» What you need to do: Which lines in the records below hold the word "CommandResult"? Copy each of them.

[Listed entries — start]

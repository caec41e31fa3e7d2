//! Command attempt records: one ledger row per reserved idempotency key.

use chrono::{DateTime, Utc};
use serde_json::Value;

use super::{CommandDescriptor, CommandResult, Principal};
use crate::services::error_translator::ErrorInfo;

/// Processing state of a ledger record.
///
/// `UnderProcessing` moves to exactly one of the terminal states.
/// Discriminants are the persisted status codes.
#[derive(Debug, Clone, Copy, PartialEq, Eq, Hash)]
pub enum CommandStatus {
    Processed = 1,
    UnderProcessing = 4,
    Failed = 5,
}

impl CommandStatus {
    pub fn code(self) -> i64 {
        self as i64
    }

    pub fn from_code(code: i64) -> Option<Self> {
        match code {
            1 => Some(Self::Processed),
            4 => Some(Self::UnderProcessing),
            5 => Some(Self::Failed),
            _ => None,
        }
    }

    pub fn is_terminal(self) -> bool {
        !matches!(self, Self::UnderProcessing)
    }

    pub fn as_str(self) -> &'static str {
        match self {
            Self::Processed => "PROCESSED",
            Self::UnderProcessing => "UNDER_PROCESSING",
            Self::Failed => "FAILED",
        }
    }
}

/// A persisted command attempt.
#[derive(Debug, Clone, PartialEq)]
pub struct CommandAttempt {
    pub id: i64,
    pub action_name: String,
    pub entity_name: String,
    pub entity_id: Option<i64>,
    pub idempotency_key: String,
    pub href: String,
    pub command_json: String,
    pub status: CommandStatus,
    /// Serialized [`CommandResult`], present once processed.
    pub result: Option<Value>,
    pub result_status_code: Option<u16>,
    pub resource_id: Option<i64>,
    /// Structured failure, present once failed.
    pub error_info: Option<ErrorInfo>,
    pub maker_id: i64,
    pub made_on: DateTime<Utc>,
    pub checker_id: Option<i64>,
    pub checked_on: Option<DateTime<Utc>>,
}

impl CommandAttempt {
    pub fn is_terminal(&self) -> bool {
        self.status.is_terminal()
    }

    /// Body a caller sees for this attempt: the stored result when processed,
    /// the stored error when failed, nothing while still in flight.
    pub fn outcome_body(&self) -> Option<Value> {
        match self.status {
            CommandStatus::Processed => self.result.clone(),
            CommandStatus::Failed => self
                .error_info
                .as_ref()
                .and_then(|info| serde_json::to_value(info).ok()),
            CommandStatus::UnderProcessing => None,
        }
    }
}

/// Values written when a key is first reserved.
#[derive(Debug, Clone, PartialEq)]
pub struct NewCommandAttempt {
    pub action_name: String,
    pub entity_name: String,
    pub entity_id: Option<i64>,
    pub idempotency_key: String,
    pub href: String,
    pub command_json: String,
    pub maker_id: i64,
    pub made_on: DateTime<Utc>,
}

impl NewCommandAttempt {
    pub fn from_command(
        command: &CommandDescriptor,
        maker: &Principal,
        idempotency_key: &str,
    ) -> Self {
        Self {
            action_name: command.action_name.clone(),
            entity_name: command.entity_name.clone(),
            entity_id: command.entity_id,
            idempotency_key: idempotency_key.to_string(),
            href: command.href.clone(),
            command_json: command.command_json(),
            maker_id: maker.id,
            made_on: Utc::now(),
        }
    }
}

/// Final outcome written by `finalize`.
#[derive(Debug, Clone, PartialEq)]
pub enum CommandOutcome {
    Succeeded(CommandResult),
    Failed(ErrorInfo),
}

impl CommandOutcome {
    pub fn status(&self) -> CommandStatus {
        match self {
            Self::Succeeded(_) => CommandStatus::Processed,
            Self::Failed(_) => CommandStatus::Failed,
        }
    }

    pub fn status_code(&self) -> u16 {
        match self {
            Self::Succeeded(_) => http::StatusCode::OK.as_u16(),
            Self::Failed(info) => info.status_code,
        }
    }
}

[Listed entries — finish]
[Listed entries — start]

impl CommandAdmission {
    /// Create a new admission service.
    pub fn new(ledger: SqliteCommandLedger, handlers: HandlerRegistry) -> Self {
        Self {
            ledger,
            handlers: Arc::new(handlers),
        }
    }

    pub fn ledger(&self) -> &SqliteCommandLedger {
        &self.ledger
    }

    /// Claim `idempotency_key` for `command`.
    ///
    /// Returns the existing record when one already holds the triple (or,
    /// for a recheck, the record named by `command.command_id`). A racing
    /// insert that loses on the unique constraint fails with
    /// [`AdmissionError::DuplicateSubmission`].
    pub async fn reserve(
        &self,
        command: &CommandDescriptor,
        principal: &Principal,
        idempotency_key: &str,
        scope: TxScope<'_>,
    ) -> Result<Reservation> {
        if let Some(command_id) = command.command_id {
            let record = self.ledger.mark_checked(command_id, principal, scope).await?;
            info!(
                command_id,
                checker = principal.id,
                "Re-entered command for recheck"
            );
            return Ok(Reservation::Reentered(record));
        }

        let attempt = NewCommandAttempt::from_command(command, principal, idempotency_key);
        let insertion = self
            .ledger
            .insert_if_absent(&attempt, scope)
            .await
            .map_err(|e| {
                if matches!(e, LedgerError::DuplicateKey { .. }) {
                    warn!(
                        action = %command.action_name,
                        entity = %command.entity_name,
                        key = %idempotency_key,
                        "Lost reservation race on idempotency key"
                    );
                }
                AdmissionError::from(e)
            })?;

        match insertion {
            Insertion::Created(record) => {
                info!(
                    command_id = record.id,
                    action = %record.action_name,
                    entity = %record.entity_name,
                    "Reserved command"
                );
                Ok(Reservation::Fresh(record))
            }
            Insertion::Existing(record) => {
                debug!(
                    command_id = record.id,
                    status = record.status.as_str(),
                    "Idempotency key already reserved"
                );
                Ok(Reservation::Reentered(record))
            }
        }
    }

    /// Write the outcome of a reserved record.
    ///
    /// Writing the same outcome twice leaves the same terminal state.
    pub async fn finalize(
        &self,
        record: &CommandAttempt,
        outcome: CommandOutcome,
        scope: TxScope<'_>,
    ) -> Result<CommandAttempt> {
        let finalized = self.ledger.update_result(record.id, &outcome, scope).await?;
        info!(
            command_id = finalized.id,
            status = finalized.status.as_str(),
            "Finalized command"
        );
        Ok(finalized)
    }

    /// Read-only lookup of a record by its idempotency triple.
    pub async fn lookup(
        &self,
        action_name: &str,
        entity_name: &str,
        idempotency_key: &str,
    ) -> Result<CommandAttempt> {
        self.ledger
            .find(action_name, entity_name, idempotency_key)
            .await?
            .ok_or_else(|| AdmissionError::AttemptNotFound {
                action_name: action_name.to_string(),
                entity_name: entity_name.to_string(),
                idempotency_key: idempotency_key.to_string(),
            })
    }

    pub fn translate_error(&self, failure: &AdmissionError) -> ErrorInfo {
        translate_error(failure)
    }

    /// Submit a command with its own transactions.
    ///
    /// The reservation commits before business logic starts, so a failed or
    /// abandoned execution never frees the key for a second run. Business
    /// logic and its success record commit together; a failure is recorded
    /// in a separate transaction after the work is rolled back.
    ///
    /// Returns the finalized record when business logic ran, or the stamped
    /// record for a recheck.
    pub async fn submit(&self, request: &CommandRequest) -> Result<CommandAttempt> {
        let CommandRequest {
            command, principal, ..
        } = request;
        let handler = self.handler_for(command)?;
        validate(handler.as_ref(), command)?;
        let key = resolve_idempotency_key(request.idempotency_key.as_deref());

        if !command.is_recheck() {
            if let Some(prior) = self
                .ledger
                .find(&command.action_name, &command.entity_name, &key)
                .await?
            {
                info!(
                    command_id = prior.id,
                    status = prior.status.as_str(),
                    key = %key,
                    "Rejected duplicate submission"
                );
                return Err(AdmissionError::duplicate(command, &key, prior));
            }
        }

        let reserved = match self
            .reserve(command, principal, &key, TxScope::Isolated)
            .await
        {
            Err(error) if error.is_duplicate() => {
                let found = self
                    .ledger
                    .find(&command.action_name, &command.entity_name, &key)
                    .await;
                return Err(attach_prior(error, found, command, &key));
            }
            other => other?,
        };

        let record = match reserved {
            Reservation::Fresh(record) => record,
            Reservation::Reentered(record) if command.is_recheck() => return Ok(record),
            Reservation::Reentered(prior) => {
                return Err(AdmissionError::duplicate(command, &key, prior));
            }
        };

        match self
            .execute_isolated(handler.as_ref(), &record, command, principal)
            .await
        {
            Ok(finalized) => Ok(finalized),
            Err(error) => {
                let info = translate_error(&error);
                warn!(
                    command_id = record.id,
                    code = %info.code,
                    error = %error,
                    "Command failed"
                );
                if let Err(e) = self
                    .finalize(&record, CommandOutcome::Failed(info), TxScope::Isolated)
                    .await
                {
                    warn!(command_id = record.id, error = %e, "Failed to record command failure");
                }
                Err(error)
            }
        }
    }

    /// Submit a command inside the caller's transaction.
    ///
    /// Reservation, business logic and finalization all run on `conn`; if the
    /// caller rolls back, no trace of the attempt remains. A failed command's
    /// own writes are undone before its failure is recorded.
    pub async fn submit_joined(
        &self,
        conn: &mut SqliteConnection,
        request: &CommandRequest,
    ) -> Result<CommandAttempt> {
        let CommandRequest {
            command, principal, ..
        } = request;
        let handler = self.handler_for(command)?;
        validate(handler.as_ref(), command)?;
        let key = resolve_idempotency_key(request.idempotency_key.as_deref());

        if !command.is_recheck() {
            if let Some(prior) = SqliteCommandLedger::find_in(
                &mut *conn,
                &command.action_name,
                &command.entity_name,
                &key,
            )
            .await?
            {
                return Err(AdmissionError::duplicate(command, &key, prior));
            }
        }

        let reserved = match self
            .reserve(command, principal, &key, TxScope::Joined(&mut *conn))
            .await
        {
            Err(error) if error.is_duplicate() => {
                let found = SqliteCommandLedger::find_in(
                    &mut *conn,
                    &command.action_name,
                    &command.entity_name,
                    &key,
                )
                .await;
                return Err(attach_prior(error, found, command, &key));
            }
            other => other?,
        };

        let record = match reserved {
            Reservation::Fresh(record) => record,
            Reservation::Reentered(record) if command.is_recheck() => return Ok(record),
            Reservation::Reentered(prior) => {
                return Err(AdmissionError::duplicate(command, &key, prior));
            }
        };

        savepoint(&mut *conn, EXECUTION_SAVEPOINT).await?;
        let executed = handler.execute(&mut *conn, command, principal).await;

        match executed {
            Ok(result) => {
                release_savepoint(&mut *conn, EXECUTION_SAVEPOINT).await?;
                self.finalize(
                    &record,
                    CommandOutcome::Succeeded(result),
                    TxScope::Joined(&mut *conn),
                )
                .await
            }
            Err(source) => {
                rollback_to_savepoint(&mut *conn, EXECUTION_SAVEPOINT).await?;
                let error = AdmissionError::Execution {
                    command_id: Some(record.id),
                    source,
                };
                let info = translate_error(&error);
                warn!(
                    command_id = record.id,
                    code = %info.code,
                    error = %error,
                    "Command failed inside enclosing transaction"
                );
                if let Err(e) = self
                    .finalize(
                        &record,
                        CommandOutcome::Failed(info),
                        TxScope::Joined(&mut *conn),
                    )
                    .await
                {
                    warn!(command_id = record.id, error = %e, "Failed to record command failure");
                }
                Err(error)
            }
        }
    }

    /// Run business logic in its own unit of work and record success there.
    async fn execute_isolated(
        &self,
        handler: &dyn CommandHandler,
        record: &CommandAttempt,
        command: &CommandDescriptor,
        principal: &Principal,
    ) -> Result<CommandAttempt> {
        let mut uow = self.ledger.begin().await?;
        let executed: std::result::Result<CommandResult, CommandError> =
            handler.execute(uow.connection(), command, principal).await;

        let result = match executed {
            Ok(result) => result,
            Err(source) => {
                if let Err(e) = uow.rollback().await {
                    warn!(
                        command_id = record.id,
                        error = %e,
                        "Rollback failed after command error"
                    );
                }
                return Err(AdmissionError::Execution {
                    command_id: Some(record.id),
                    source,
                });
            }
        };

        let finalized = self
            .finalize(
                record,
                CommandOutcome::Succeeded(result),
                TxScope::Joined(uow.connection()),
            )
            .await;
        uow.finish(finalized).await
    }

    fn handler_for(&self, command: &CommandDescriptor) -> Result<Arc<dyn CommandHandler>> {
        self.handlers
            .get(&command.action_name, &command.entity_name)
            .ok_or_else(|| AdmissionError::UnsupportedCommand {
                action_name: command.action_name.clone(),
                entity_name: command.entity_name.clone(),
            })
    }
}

[Listed entries — finish]

» Result of this task:
use super::{CommandDescriptor, CommandResult, Principal};
    /// Serialized [`CommandResult`], present once processed.
    Succeeded(CommandResult),
        let executed: std::result::Result<CommandResult, CommandError> =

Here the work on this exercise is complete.